In Michigan, the unemployment rate among people with disabilities is 85% (The Arc, 2011). And, there is a common misperception that people with disabilities cannot contribute to the workforce, are unemployable and are already being taken care of through government welfare.

This could not be further from the truth. In fact, most adults with disabilities desperately seek the resources and opportunities to gain employment, but 72% of these individuals cannot access appropriate training to prepare them for a job (The Arc, 2011).

Family beginnings

Dutton Farmoriginally began as a solution to the lack of employment opportunities available to people with disabilities. The idea for a skill-building program came to the Smither family when they compared the transition to adulthood for their two daughters. Their younger daughter, Jenny, was able to do things like get a license, drive, look for a part-time job, apply to college and get married. On the other hand, their older daughter Rebecca, who has Down Syndrome, struggled to find something meaningful to do day-to-day.

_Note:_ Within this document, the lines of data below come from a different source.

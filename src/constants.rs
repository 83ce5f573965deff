//! # Constants
//!
//! Shared constants used throughout the controller.
//!
//! These values represent reasonable defaults and can be overridden via
//! the controller configuration file where applicable.

/// Default address for the metrics and health probe server
pub const DEFAULT_METRICS_BIND_ADDRESS: &str = ":8080";

/// Default periodic resync interval for synchronized namespaces (seconds)
pub const DEFAULT_RECONCILE_INTERVAL_SECS: u64 = 300;

/// Default upper bound for a single reconciliation, covering all Vault calls (seconds)
pub const DEFAULT_RECONCILE_TIMEOUT_SECS: u64 = 30;

/// Default requeue interval after a failed Vault operation (seconds)
pub const DEFAULT_ERROR_REQUEUE_SECS: u64 = 30;

/// Default maximum number of namespaces reconciled in parallel
pub const DEFAULT_MAX_CONCURRENT_RECONCILES: u16 = 10;

/// Default namespace format, the cluster namespace name as-is
pub const DEFAULT_NAMESPACE_FORMAT: &str = "%s";

/// Substitution slot in the namespace format
pub const NAMESPACE_FORMAT_SLOT: &str = "%s";

/// Well-known administrative namespaces that are only synchronized when explicitly included
pub const DEFAULT_SYSTEM_NAMESPACE_PATTERNS: &[&str] =
    &["^kube-.*", "^openshift-.*", "^openshift$", "^default$"];

/// Finalizer placed on cluster namespaces so deletions are observed before the object disappears
pub const NAMESPACE_FINALIZER: &str = "vault.hashicorp.com/namespace-controller";

/// Default Kubernetes auth mount path in Vault
pub const DEFAULT_KUBERNETES_AUTH_PATH: &str = "kubernetes";

/// Default AppRole auth mount path in Vault
pub const DEFAULT_APPROLE_AUTH_PATH: &str = "approle";

/// Projected service account token used for Vault Kubernetes auth
pub const DEFAULT_SERVICE_ACCOUNT_TOKEN_PATH: &str =
    "/var/run/secrets/kubernetes.io/serviceaccount/token";

/// Header carrying the Vault token
pub const VAULT_TOKEN_HEADER: &str = "X-Vault-Token";

/// Header scoping a Vault request to a namespace
pub const VAULT_NAMESPACE_HEADER: &str = "X-Vault-Namespace";

/// Name of the Lease used for leader election
pub const LEADER_ELECTION_ID: &str = "vault-namespace-controller-leader";

/// How long a lease stays valid without renewal (seconds)
pub const LEASE_DURATION_SECS: u64 = 15;

/// How long the leader keeps trying to renew before giving up leadership (seconds)
pub const LEASE_RENEW_DEADLINE_SECS: u64 = 10;

/// Interval between lease acquisition and renewal attempts (seconds)
pub const LEASE_RETRY_PERIOD_SECS: u64 = 2;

In the beginning, the nonprofit was a place where Rebecca and her friends could come together and do something that mattered while socializing in a way that made them feel valued. Here they were taught independent living skills, vocational skills and pre-employment skills to help them grow and open the door to possibilities. In just eight years, however, Dutton Farm has expanded the adult education component to include so much more.

How they're working

The foundation of the program starts with workplace inclusion as well as involvement in the community. The community access program consists of groups of participants with disabilities going out into the community to take part in meaningful interactions - whether that be participating in a gym class, joining a bible study or going to the local library.

"We're really thoughtful about accessing the community in ways that foster interactions between neurotypical people and people with disabilities." said Jenny Brown, Founder and CEO of Dutton Farm. "This not only helps our participants feel like they're a part of the community, but also helps us build relationships and raise awareness about their capabilities."

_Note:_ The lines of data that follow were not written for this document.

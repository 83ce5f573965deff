//! # Reconciler Errors
//!
//! Classification of reconciliation failures by the stage that failed.
//! Every class is retryable through the outcome's `requeue_after` and none is
//! fatal to the process.

use crate::controller::path::NamespacePath;
use crate::provider::{GatewayError, Operation};
use thiserror::Error;

#[derive(Debug, Error)]
pub enum ReconcilerError {
    #[error("failed to check vault namespace existence for {path}: {source}")]
    CheckFailed {
        path: NamespacePath,
        #[source]
        source: GatewayError,
    },

    #[error("failed to create vault namespace {path}: {source}")]
    CreationFailed {
        path: NamespacePath,
        #[source]
        source: GatewayError,
    },

    #[error("failed to delete vault namespace {path}: {source}")]
    DeletionFailed {
        path: NamespacePath,
        #[source]
        source: GatewayError,
    },
}

impl ReconcilerError {
    /// Build the classification for a failed gateway `operation`
    #[must_use]
    pub fn classify(operation: Operation, path: NamespacePath, source: GatewayError) -> Self {
        match operation {
            Operation::Check => Self::CheckFailed { path, source },
            Operation::Create => Self::CreationFailed { path, source },
            Operation::Delete => Self::DeletionFailed { path, source },
        }
    }

    /// Stable identifier used as the `type` label of the error metric
    #[must_use]
    pub fn kind(&self) -> &'static str {
        match self {
            Self::CheckFailed { .. } => "check_failed",
            Self::CreationFailed { .. } => "creation_failed",
            Self::DeletionFailed { .. } => "deletion_failed",
        }
    }

    #[must_use]
    pub fn operation(&self) -> Operation {
        match self {
            Self::CheckFailed { .. } => Operation::Check,
            Self::CreationFailed { .. } => Operation::Create,
            Self::DeletionFailed { .. } => Operation::Delete,
        }
    }

    #[must_use]
    pub fn path(&self) -> &NamespacePath {
        match self {
            Self::CheckFailed { path, .. }
            | Self::CreationFailed { path, .. }
            | Self::DeletionFailed { path, .. } => path,
        }
    }

    #[must_use]
    pub fn gateway_error(&self) -> &GatewayError {
        match self {
            Self::CheckFailed { source, .. }
            | Self::CreationFailed { source, .. }
            | Self::DeletionFailed { source, .. } => source,
        }
    }

    /// Whether the failure was the reconciliation deadline elapsing
    #[must_use]
    pub fn is_timeout(&self) -> bool {
        matches!(self.gateway_error(), GatewayError::TimedOut(_))
    }
}

#[cfg(test)]
mod tests {
    use super::*;
    use std::time::Duration;

    fn status_error(operation: Operation) -> GatewayError {
        GatewayError::UnexpectedStatus {
            operation,
            path: "admin/team-a".to_string(),
            status: 503,
        }
    }

    #[test]
    fn test_classify_by_operation() {
        for (operation, kind) in [
            (Operation::Check, "check_failed"),
            (Operation::Create, "creation_failed"),
            (Operation::Delete, "deletion_failed"),
        ] {
            let error = ReconcilerError::classify(
                operation,
                NamespacePath::new("admin/team-a"),
                status_error(operation),
            );
            assert_eq!(error.kind(), kind);
            assert_eq!(error.operation(), operation);
            assert_eq!(error.path().as_str(), "admin/team-a");
        }
    }

    #[test]
    fn test_error_message_wraps_gateway_error() {
        let error = ReconcilerError::CreationFailed {
            path: NamespacePath::new("team-a"),
            source: status_error(Operation::Create),
        };
        let message = error.to_string();
        assert!(message.contains("failed to create vault namespace team-a"));
        assert!(message.contains("503"));
        assert!(std::error::Error::source(&error).is_some());
    }

    #[test]
    fn test_timeout_detection() {
        let error = ReconcilerError::DeletionFailed {
            path: NamespacePath::new("team-a"),
            source: GatewayError::TimedOut(Duration::from_secs(30)),
        };
        assert!(error.is_timeout());
        assert!(!ReconcilerError::CheckFailed {
            path: NamespacePath::new("team-a"),
            source: status_error(Operation::Check),
        }
        .is_timeout());
    }
}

In addition to the community involvement aspect, Dutton Farm partners with local businesses to match individuals in its program with open job positions. Essentially, it acts as a staffing solution for those they serve. For example, one participant was a young man with autism who was great with numbers but because of the limitations of his disability, he couldn't make it through an interview or navigate a search engine to find job postings. Dutton Farm staff members were able to place him at an accounting firm by serving as a bridge between local businesses and people with disabilities.

Dutton Farm Market

Perhaps the most unique element of Dutton Farm, however, is its social enterprise. At Dutton Farm Market, which sells handcrafted soaps, candles and other scented personal care products, all products are completely manufactured, packaged and distributed by adults with disabilities.

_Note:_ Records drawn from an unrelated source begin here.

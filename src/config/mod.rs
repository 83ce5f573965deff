//! # Configuration
//!
//! - `controller`: Controller settings file, defaults and validation
//! - `vault`: Vault connection and authentication settings

pub mod controller;
pub mod vault;

pub use controller::{ConfigError, ControllerConfig};
pub use vault::{AuthMethod, VaultAuthConfig, VaultConfig};
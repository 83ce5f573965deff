//! # HTTP Server
//!
//! HTTP server for metrics, health checks, and Kubernetes probes.
//!
//! Provides endpoints:
//! - `/metrics` - Prometheus metrics in text format
//! - `/healthz` - Liveness probe (always returns 200)
//! - `/readyz` - Readiness probe (returns 200 once the controller is watching namespaces)

use crate::observability::metrics::REGISTRY;
use axum::{extract::State, http::StatusCode, response::IntoResponse, routing::get, Router};
use prometheus::{Encoder, TextEncoder};
use std::net::SocketAddr;
use std::sync::atomic::{AtomicBool, Ordering};
use std::sync::Arc;
use tokio::net::TcpListener;
use tower_http::trace::TraceLayer;
use tracing::{error, info};

#[derive(Debug, Default)]
pub struct ServerState {
    pub is_ready: Arc<AtomicBool>,
}

impl ServerState {
    pub fn set_ready(&self, ready: bool) {
        self.is_ready.store(ready, Ordering::Relaxed);
    }

    #[must_use]
    pub fn ready(&self) -> bool {
        self.is_ready.load(Ordering::Relaxed)
    }
}

pub fn router(state: Arc<ServerState>) -> Router {
    Router::new()
        .route("/metrics", get(metrics_handler))
        .route("/healthz", get(healthz_handler))
        .route("/readyz", get(readyz_handler))
        .layer(TraceLayer::new_for_http())
        .with_state(state)
}

/// Serve the probe and metrics endpoints on `addr` until the task is dropped
///
/// # Errors
/// Returns an error if the address cannot be bound or the server fails
pub async fn start_server(addr: SocketAddr, state: Arc<ServerState>) -> Result<(), anyhow::Error> {
    let listener = TcpListener::bind(addr).await?;
    info!("HTTP server listening on {}", listener.local_addr()?);

    axum::serve(listener, router(state)).await?;

    Ok(())
}

async fn metrics_handler() -> impl IntoResponse {
    let encoder = TextEncoder::new();
    let metric_families = REGISTRY.gather();

    let mut buffer = Vec::new();
    if let Err(e) = encoder.encode(&metric_families, &mut buffer) {
        error!("Failed to encode metrics: {}", e);
        return (
            StatusCode::INTERNAL_SERVER_ERROR,
            [("content-type", "text/plain")],
            format!("Failed to encode metrics: {e}").into_bytes(),
        );
    }

    (
        StatusCode::OK,
        [("content-type", "text/plain; version=0.0.4; charset=utf-8")],
        buffer,
    )
}

async fn healthz_handler() -> impl IntoResponse {
    StatusCode::OK
}

async fn readyz_handler(State(state): State<Arc<ServerState>>) -> impl IntoResponse {
    if state.ready() {
        StatusCode::OK
    } else {
        StatusCode::SERVICE_UNAVAILABLE
    }
}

Brown talks about the inspiration behind this unique, nationally recognized business venture:

"We have difficulty placing some individuals. For one reason or another, companies see them as unemployable. We had one individual who had paranoid schizophrenia and a cognitive impairment along with some hygiene issues. He also was a sweet, endearing person who desperately wanted a job, so it was frustrating sitting through interviews just for him be turned down. Then I started thinking about who I've hired and how we could create a revenue-generating program that would allow us to put individuals like this young man on our payroll. That's how Dutton Farm Market was born! We hire these employees and find a role for them where they feel successful and can earn competitive wages."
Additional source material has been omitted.